The difference between using Thunderbird and using Evolution Mail client in Linux is for me in saving email drafts.
I compose emails and often save them first and get back to them a few hours afterwards. It gives me time to think about what I'm going to say and not be hasty especially if it's an important correspondence. In my blog posts, I compose them as email posts first. This also gives me time to edit them many times before I post them in my website. These cautious behavior should be standard practice but a lot of people regard emails as nothing more than short messaging, quick and short, shoot from hip things. If you are using Gmail's web email interface, the whole design is premised on such regard from email users now.

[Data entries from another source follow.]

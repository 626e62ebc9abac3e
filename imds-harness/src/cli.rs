use clap::{Parser, Subcommand};
use clap_verbosity_flag::Verbosity;

use crate::commands;

/// Styles for CLI
fn get_styles() -> clap::builder::Styles {
  clap::builder::Styles::styled()
    .header(
      anstyle::Style::new()
        .bold()
        .underline()
        .fg_color(Some(anstyle::Color::Ansi(anstyle::AnsiColor::Green))),
    )
    .literal(
      anstyle::Style::new()
        .bold()
        .fg_color(Some(anstyle::Color::Ansi(anstyle::AnsiColor::BrightCyan))),
    )
    .usage(
      anstyle::Style::new()
        .bold()
        .fg_color(Some(anstyle::Color::Ansi(anstyle::AnsiColor::Green))),
    )
    .placeholder(
      anstyle::Style::new()
        .bold()
        .underline()
        .fg_color(Some(anstyle::Color::Ansi(anstyle::AnsiColor::Yellow))),
    )
}

#[derive(Debug, Parser)]
#[command(author, about, version)]
#[command(propagate_version = true)]
#[command(styles=get_styles())]
pub struct Cli {
  #[command(subcommand)]
  pub command: Commands,

  #[clap(flatten)]
  pub verbose: Verbosity,

  /// Disable colored log output
  #[arg(long, global = true, env = "NO_COLOR")]
  pub no_color: bool,
}

#[derive(Debug, Subcommand)]
pub enum Commands {
  /// Launch the Instance Metadata Mock and keep it running until interrupted (Ctrl-C)
  Start(commands::start::StartInput),

  /// Print the container launch request derived from the options without starting anything
  Plan(commands::plan::PlanInput),

  /// Retrieve an instance category from a running mock
  Get(commands::get::GetInput),

  /// Request an IMDSv2 session token from a running mock
  Token(commands::token::TokenInput),
}

#[cfg(test)]
mod tests {
  use std::{collections::BTreeMap, time::Duration};

  use assert_cmd::prelude::*;
  use rstest::*;

  use crate::options::{Options, SpotAction, SpotActionKind};

  fn cmd() -> std::process::Command {
    let bin_under_test = escargot::CargoBuild::new()
      .bin("imds-harness")
      .current_release()
      .current_target()
      .run()
      .unwrap();

    bin_under_test.command()
  }

  #[rstest]
  #[case(vec![], Options::default())]
  #[case(vec!["--imdsv2"], Options { imdsv2: true, ..Default::default() })]
  #[case(vec!["--port", "2233", "--pretty"], Options { port: 2233, pretty: true, ..Default::default() })]
  #[case(
    vec!["--tag", "v0.5.0", "--exclude-instance-tags"],
    Options { image_tag: "v0.5.0".to_string(), exclude_instance_tags: true, ..Default::default() }
  )]
  #[case(
    vec!["--spot", "--spot-action", "stop=200ms"],
    Options {
      spot: true,
      spot_action: SpotAction::new(SpotActionKind::Stop, Duration::from_millis(200)),
      ..Default::default()
    }
  )]
  #[case(
    vec!["--instance-tag", "Name=testing", "--instance-tag", "Environment=dev"],
    Options {
      instance_tags: BTreeMap::from([
        ("Name".to_string(), "testing".to_string()),
        ("Environment".to_string(), "dev".to_string()),
      ]),
      ..Default::default()
    }
  )]
  fn plan_test(#[case] args: Vec<&str>, #[case] options: Options) {
    let expected = serde_json::to_string_pretty(&options.launch_request()).unwrap();

    cmd()
      .env_remove("IMDS_PORT")
      .env_remove("IMDS_IMAGE")
      .env_remove("IMDS_IMAGE_TAG")
      .arg("plan")
      .args(args)
      .assert()
      .success()
      .stdout(format!("{expected}\n"));
  }

  #[rstest]
  #[case(vec!["--spot-action", "stop=1s"])]
  #[case(vec!["--spot", "--spot-action", "reboot=1s"])]
  #[case(vec!["--instance-tag", "Name"])]
  #[case(vec!["--port", "not-a-port"])]
  fn plan_invalid_test(#[case] args: Vec<&str>) {
    cmd().arg("plan").args(args).assert().failure();
  }

  #[test]
  fn it_fails_to_get_without_mock() {
    // Reserve a port and release it so nothing is listening
    let listener = std::net::TcpListener::bind("127.0.0.1:0").unwrap();
    let port = listener.local_addr().unwrap().port();
    drop(listener);

    cmd()
      .arg("get")
      .arg("--port")
      .arg(port.to_string())
      .arg("local-ipv4")
      .assert()
      .failure();
  }
}
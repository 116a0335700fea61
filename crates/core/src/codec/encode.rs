//! Serialization of a [`Series`] into the per-point JSON array accepted by
//! the metrics ingestion endpoint.

use crate::series::Series;
use serde::ser::{Serialize, SerializeMap, Serializer};
use serde_json::value::RawValue;
use std::collections::HashSet;

/// Field carrying the optional point timestamp.
const TIMESTAMP_FIELD: &str = "timestamp";

/// Field wrapping the column values in the nested layout.
const POINT_FIELD: &str = "point";

/// Wire layout of an encoded point.
#[derive(Debug, Clone, Copy, Default, PartialEq, Eq)]
pub enum MetricEncoding {
    /// `{"col1": 1.0, "col2": 2.0, "timestamp": 100.000}`
    #[default]
    Flat,
    /// `{"point": {"col1": 1.0, "col2": 2.0}, "timestamp": 100.000}`
    Nested,
}

/// Errors raised while encoding a series.
#[derive(Debug, thiserror::Error)]
pub enum EncodeError {
    #[error("series has no columns or no points")]
    EmptyInput,

    #[error("point {index} has {found} values, expected {expected}")]
    ShapeMismatch {
        index: usize,
        expected: usize,
        found: usize,
    },

    #[error("duplicate column: {0}")]
    DuplicateColumn(String),

    #[error("point {index} has a non-finite timestamp")]
    NonFiniteTimestamp { index: usize },

    #[error("point {index} has a non-finite value in column {column}")]
    NonFiniteValue { index: usize, column: String },

    #[error("JSON error: {0}")]
    Json(#[from] serde_json::Error),
}

/// Encode a series with the default flat layout.
pub fn encode(series: &Series) -> Result<String, EncodeError> {
    encode_with(series, MetricEncoding::Flat)
}

/// Encode a series into a JSON array with one object per point.
///
/// The whole series is validated before anything is written, so an error
/// never comes with partial output.
pub fn encode_with(series: &Series, encoding: MetricEncoding) -> Result<String, EncodeError> {
    validate(series, encoding)?;

    let points = series
        .points
        .iter()
        .map(|point| {
            let timestamp = point
                .timestamp
                .map(|ts| RawValue::from_string(format_timestamp(ts)))
                .transpose()?;

            Ok(EncodedPoint {
                columns: Columns {
                    names: &series.columns,
                    values: &point.values,
                },
                timestamp,
                encoding,
            })
        })
        .collect::<Result<Vec<_>, EncodeError>>()?;

    Ok(serde_json::to_string(&points)?)
}

/// Epoch seconds with exactly three decimal places.
pub fn format_timestamp(timestamp: f64) -> String {
    format!("{:.3}", timestamp)
}

fn validate(series: &Series, encoding: MetricEncoding) -> Result<(), EncodeError> {
    if series.columns.is_empty() || series.points.is_empty() {
        return Err(EncodeError::EmptyInput);
    }

    // Flat points share one object with the timestamp field.
    let mut seen = HashSet::with_capacity(series.columns.len() + 1);
    if encoding == MetricEncoding::Flat {
        seen.insert(TIMESTAMP_FIELD);
    }
    for column in &series.columns {
        if !seen.insert(column.as_str()) {
            return Err(EncodeError::DuplicateColumn(column.clone()));
        }
    }

    let expected = series.columns.len();
    for (index, point) in series.points.iter().enumerate() {
        if point.values.len() != expected {
            return Err(EncodeError::ShapeMismatch {
                index,
                expected,
                found: point.values.len(),
            });
        }
        if point.timestamp.is_some_and(|ts| !ts.is_finite()) {
            return Err(EncodeError::NonFiniteTimestamp { index });
        }
        if let Some(position) = point.values.iter().position(|v| !v.is_finite()) {
            return Err(EncodeError::NonFiniteValue {
                index,
                column: series.columns[position].clone(),
            });
        }
    }

    Ok(())
}

/// Column values of one point, written in column order.
struct Columns<'a> {
    names: &'a [String],
    values: &'a [f64],
}

impl Columns<'_> {
    fn write_entries<M: SerializeMap>(&self, map: &mut M) -> Result<(), M::Error> {
        for (name, value) in self.names.iter().zip(self.values) {
            map.serialize_entry(name, value)?;
        }
        Ok(())
    }
}

impl Serialize for Columns<'_> {
    fn serialize<S: Serializer>(&self, serializer: S) -> Result<S::Ok, S::Error> {
        let mut map = serializer.serialize_map(Some(self.names.len()))?;
        self.write_entries(&mut map)?;
        map.end()
    }
}

struct EncodedPoint<'a> {
    columns: Columns<'a>,
    timestamp: Option<Box<RawValue>>,
    encoding: MetricEncoding,
}

impl Serialize for EncodedPoint<'_> {
    fn serialize<S: Serializer>(&self, serializer: S) -> Result<S::Ok, S::Error> {
        let extra = usize::from(self.timestamp.is_some());
        match self.encoding {
            MetricEncoding::Flat => {
                let mut map = serializer.serialize_map(Some(self.columns.names.len() + extra))?;
                self.columns.write_entries(&mut map)?;
                if let Some(ref timestamp) = self.timestamp {
                    map.serialize_entry(TIMESTAMP_FIELD, timestamp)?;
                }
                map.end()
            }
            MetricEncoding::Nested => {
                let mut map = serializer.serialize_map(Some(1 + extra))?;
                map.serialize_entry(POINT_FIELD, &self.columns)?;
                if let Some(ref timestamp) = self.timestamp {
                    map.serialize_entry(TIMESTAMP_FIELD, timestamp)?;
                }
                map.end()
            }
        }
    }
}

Now back to the difference I mentioned. Thunderbird saves drafts encrypted by default. Evolution has no feature to make this easy. Of course by encrypting drafts, Thunderbird "owns" them. You can only open and edit them in Thunderbird (or email clients that can decrypt Openpgp). I'm trying to find ways to get this feature in Evolution Mail. So far I am failing.
So what is the issue in not being able to encrypt draft messages? If you're using Gmail, like I do, Evolution Mail defaults to saving drafts in Gmail drafts folder, in other words, in Gmail servers. I would appreciate my draft messages be in a secure and private storage and encrypting them is a very good solution. So what I am saying here is this is a win for Thunderbird. I hope to see this feature in Evolution Mail in the future since they already have support for Openpgp.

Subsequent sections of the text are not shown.